Showing posts with label driving. Show all posts
Showing posts with label driving. Show all posts

Tuesday, May 26, 2009

End of an Era



This weekend, I drove my failing, ailing, broken-down 1995, 200,000 mile silver-blue hand-me-down Mercury Grand Marquis upstate to retire her.

I loved that car. Her gigantitude. Her seats like two parallel couches. Her V8 engine, her 0-60 in 1.5 seconds pick up. The way she smelled--snacks and Febreze. The way I got flagged for a gypsy cab on the Brooklyn streets. The way I was mistaken for a cop. How she taught me to parallel park like a savant (ever parked a Grand Marquis between two Mini Coopers with an inch to spare on either end? Without touching bumpers, not even once? No, I didn't think so. But I have). The terrible gas mileage. The rear-wheel-drive bad traction. The road trips, blazing down the highway, engine purring. The local trips, blazing up 4th Avenue smoking out the window. She gravitated naturally to 75 mph, that was her sweet spot, where she was at her very best. I really was cool in that car. Whoever expected to see a young lady behind the wheel of an old lady's Florida-retirement-complex-behemoth?

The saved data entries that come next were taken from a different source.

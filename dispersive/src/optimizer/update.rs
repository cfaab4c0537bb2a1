#[cfg(test)]
#[path = "../../tests/unit/optimizer/update_test.rs"]
mod update_test;

use crate::objectives::FitnessFn;
use crate::population::Population;
use crate::utils::{Random, compare_floats};
use std::cmp::Ordering;
use std::ops::Deref;

/// Specifies how an individual observes its ring neighbours during an update pass.
#[derive(Clone, Copy, Debug, Default, PartialEq, Eq)]
pub enum UpdateMode {
    /// Individuals are updated in place by ascending index, so a neighbour which was already
    /// updated in the current round is observed with its new coordinates. Neighbour fitness
    /// is recalculated on each lookup.
    #[default]
    Sequential,
    /// Neighbours are observed as they were at the start of the round, neighbour fitness is
    /// taken from the last evaluation. Produces a different trajectory than `Sequential` for
    /// the same random sequence.
    Synchronous,
}

/// Counts random events which happened during an update pass.
#[derive(Clone, Copy, Debug, Default, PartialEq, Eq)]
pub struct UpdateStats {
    /// Amount of coordinates replaced by disturbance.
    pub disturbances: usize,
    /// Amount of coordinates resampled because they left the search space.
    pub repairs: usize,
}

/// Keeps parameters of a single update pass.
pub(crate) struct UpdateContext<'a> {
    pub objective: &'a FitnessFn,
    pub random: &'a dyn Random,
    pub mode: UpdateMode,
    pub delta: f64,
}

/// Moves every individual except the best one. Random draws are consumed by ascending individual
/// index and then by ascending coordinate index.
pub(crate) fn update_population(population: &mut Population, best_index: usize, ctx: &UpdateContext) -> UpdateStats {
    let best = population.individual(best_index).to_vec();
    let snapshot = match ctx.mode {
        UpdateMode::Sequential => None,
        UpdateMode::Synchronous => Some(population.positions().to_vec()),
    };

    let mut stats = UpdateStats::default();

    (0..population.size()).filter(|&idx| idx != best_index).for_each(|idx| {
        let anchor = select_neighbour(population, snapshot.as_deref(), idx, ctx);
        let bound = population.bound();

        population.individual_mut(idx).iter_mut().zip(anchor.iter().zip(best.iter())).for_each(
            |(value, (&anchor, &target))| {
                *value = move_coordinate(*value, anchor, target, bound, ctx, &mut stats);
            },
        );
    });

    stats
}

/// Returns coordinates of the fittest ring neighbour, ties favor the right one.
fn select_neighbour(
    population: &Population,
    snapshot: Option<&[Vec<f64>]>,
    idx: usize,
    ctx: &UpdateContext,
) -> Vec<f64> {
    let (left, right) = population.neighbours(idx);

    let (left_fitness, right_fitness) = match snapshot {
        Some(_) => (population.fitness()[left], population.fitness()[right]),
        None => {
            let objective = ctx.objective.deref();
            (objective(population.individual(left)), objective(population.individual(right)))
        }
    };

    // NaN is the worst fitness here, unlike a raw `<` which would always pick the right neighbour
    let is_left = compare_floats(left_fitness, right_fitness) == Ordering::Less;

    let neighbour = if is_left { left } else { right };

    snapshot.map_or_else(|| population.individual(neighbour).to_vec(), |positions| positions[neighbour].clone())
}

fn move_coordinate(
    value: f64,
    anchor: f64,
    target: f64,
    bound: f64,
    ctx: &UpdateContext,
    stats: &mut UpdateStats,
) -> f64 {
    if ctx.random.is_hit(ctx.delta) {
        stats.disturbances += 1;
        return ctx.random.uniform_real(-bound, bound);
    }

    let moved = anchor + ctx.random.uniform_real(0., 1.) * (target - value);

    if !(-bound..=bound).contains(&moved) {
        stats.repairs += 1;
        ctx.random.uniform_real(-bound, bound)
    } else {
        moved
    }
}
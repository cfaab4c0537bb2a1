#[cfg(test)]
#[path = "../../tests/unit/utils/random_test.rs"]
mod random_test;

use rand::prelude::*;
use std::cell::RefCell;

/// Provides the way to use randomized values in generic way.
pub trait Random {
    /// Produces real random value, uniformly distributed on the interval [min, max).
    fn uniform_real(&self, min: f64, max: f64) -> f64;

    /// Tests probability value: consumes exactly one `uniform_real(0, 1)` draw and reports
    /// whether it is strictly less than `probability`. Values outside of `[0, 1]` make the hit
    /// impossible or certain.
    fn is_hit(&self, probability: f64) -> bool {
        self.uniform_real(0., 1.) < probability
    }
}

/// A default random implementation backed by a single small rng.
pub struct DefaultRandom {
    rng: RefCell<SmallRng>,
}

impl DefaultRandom {
    /// Creates an instance of `DefaultRandom` which produces the same sequence for the same seed.
    pub fn new_repeatable(seed: u64) -> Self {
        Self { rng: RefCell::new(SmallRng::seed_from_u64(seed)) }
    }
}

impl Default for DefaultRandom {
    fn default() -> Self {
        Self { rng: RefCell::new(SmallRng::from_entropy()) }
    }
}

impl Random for DefaultRandom {
    fn uniform_real(&self, min: f64, max: f64) -> f64 {
        if min == max {
            return min;
        }

        assert!(min < max);
        self.rng.borrow_mut().gen_range(min..max)
    }
}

It all began to go downhill a few years ago, around the time of the first breakdown. She stopped running in traffic on the Long Island Expressway. And then proceeded to break down every few months from then on. In a car wash (yes, in a car wash). On the highway. On the local roads. Six breakdowns in two years.

I tended to her, spent thousands of dollars trying to save her. But she just won't make it any longer. In a couple of weeks, I'll join the drab masses in a new compact silver Toyota. She'll get good gas mileage, and she won't break down. But in this new car, I'll be somehow a little less Leah...

Goodbye, Grand Marquis, you were one grand lady.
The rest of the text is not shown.